## RECORDS PROVIDED
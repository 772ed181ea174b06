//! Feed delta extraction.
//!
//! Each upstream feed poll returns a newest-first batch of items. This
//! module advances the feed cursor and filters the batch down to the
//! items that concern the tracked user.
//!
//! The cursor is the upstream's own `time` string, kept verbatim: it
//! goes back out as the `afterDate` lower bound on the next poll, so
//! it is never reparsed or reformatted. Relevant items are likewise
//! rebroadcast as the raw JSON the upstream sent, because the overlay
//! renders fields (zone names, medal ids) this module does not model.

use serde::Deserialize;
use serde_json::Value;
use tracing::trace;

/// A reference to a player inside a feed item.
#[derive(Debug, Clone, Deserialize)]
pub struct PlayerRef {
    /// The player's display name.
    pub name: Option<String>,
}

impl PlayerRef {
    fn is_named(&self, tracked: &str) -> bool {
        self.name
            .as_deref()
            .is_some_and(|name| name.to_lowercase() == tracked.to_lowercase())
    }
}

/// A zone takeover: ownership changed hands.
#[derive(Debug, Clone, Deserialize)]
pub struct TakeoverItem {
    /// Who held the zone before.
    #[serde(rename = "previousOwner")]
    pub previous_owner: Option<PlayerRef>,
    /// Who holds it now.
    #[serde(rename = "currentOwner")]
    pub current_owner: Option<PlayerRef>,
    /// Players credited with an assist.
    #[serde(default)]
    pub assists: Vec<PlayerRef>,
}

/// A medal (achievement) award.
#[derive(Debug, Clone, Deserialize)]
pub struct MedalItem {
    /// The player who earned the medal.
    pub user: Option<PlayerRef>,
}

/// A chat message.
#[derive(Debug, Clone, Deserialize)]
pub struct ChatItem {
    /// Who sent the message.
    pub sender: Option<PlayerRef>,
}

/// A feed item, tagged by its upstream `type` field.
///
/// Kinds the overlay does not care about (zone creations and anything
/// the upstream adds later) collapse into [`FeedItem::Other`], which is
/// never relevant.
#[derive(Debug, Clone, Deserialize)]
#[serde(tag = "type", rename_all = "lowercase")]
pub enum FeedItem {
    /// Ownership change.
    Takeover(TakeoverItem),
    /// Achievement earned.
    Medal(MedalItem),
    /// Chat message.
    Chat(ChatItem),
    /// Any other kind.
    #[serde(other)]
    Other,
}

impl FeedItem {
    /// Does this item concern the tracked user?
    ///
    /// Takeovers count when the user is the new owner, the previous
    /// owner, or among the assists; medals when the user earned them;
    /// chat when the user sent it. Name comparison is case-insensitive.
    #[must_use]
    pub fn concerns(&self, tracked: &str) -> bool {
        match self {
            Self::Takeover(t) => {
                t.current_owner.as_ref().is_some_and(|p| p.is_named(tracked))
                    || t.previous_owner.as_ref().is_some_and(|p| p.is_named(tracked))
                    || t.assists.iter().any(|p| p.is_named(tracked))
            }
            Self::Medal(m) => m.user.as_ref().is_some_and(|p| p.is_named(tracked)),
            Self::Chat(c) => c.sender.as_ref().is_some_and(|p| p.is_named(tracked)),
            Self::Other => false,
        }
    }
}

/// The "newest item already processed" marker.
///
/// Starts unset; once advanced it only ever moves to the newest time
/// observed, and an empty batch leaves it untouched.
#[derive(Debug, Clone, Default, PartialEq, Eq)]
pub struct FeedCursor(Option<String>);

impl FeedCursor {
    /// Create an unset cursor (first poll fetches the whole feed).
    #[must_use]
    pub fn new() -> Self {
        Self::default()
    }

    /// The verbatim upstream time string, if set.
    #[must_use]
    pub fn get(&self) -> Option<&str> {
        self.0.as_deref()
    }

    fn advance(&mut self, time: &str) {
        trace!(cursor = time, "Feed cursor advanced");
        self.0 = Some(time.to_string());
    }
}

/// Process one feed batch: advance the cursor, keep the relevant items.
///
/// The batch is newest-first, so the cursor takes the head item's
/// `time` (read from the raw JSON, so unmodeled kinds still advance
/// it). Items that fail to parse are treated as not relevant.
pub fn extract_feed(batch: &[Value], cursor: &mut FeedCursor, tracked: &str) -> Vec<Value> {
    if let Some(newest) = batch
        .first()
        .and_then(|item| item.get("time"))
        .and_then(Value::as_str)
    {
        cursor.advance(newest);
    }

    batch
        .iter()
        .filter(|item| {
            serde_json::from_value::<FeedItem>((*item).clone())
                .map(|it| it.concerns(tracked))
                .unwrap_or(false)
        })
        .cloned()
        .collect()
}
...
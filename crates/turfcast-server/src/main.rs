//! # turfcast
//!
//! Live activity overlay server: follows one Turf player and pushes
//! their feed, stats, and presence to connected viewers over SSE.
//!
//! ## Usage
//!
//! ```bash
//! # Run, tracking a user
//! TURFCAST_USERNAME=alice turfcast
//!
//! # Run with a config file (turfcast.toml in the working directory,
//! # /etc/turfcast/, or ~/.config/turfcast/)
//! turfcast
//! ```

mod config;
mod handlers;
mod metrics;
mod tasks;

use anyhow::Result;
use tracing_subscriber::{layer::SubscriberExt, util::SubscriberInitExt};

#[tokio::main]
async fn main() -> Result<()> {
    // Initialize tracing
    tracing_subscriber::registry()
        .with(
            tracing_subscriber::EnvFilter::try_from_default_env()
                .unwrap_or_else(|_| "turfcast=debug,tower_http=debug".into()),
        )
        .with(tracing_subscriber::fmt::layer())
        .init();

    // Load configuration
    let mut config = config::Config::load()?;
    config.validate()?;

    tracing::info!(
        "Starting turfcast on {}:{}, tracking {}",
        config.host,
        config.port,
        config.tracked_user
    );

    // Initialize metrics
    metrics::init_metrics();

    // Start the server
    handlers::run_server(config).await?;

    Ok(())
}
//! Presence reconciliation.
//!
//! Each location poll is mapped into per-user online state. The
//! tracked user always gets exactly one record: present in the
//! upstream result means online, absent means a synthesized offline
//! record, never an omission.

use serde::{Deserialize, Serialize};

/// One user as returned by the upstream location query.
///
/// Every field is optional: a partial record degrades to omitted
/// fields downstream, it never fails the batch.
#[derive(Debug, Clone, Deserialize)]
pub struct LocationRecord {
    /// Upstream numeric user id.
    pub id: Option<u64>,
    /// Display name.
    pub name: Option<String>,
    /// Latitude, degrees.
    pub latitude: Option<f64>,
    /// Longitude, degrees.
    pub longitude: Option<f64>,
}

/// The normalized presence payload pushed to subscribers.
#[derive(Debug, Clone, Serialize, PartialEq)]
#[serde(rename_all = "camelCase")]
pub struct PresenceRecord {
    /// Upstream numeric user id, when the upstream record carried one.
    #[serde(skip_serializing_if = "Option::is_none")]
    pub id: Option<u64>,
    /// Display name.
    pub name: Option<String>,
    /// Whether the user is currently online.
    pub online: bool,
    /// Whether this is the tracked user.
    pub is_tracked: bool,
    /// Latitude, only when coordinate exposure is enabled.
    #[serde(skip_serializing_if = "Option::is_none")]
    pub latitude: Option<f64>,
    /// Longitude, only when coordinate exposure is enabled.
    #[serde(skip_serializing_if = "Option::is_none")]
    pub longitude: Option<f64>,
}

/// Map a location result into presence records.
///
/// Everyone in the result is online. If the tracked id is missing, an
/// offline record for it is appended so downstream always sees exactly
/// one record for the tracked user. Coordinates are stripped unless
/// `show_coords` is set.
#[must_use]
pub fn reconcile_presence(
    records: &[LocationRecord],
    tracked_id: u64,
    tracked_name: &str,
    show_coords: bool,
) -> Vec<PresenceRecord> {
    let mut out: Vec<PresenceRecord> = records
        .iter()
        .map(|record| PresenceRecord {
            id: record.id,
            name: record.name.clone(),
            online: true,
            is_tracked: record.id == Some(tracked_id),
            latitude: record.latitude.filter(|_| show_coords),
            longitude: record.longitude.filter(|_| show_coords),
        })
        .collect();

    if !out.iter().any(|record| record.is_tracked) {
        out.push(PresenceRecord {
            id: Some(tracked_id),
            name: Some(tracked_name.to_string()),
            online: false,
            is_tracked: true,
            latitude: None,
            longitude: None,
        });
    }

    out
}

## WHAT NEEDS TO BE DONE
Some lines in the records may hold "fields"; state how many do, and give no more than that number.

## SOLUTION BELOW
2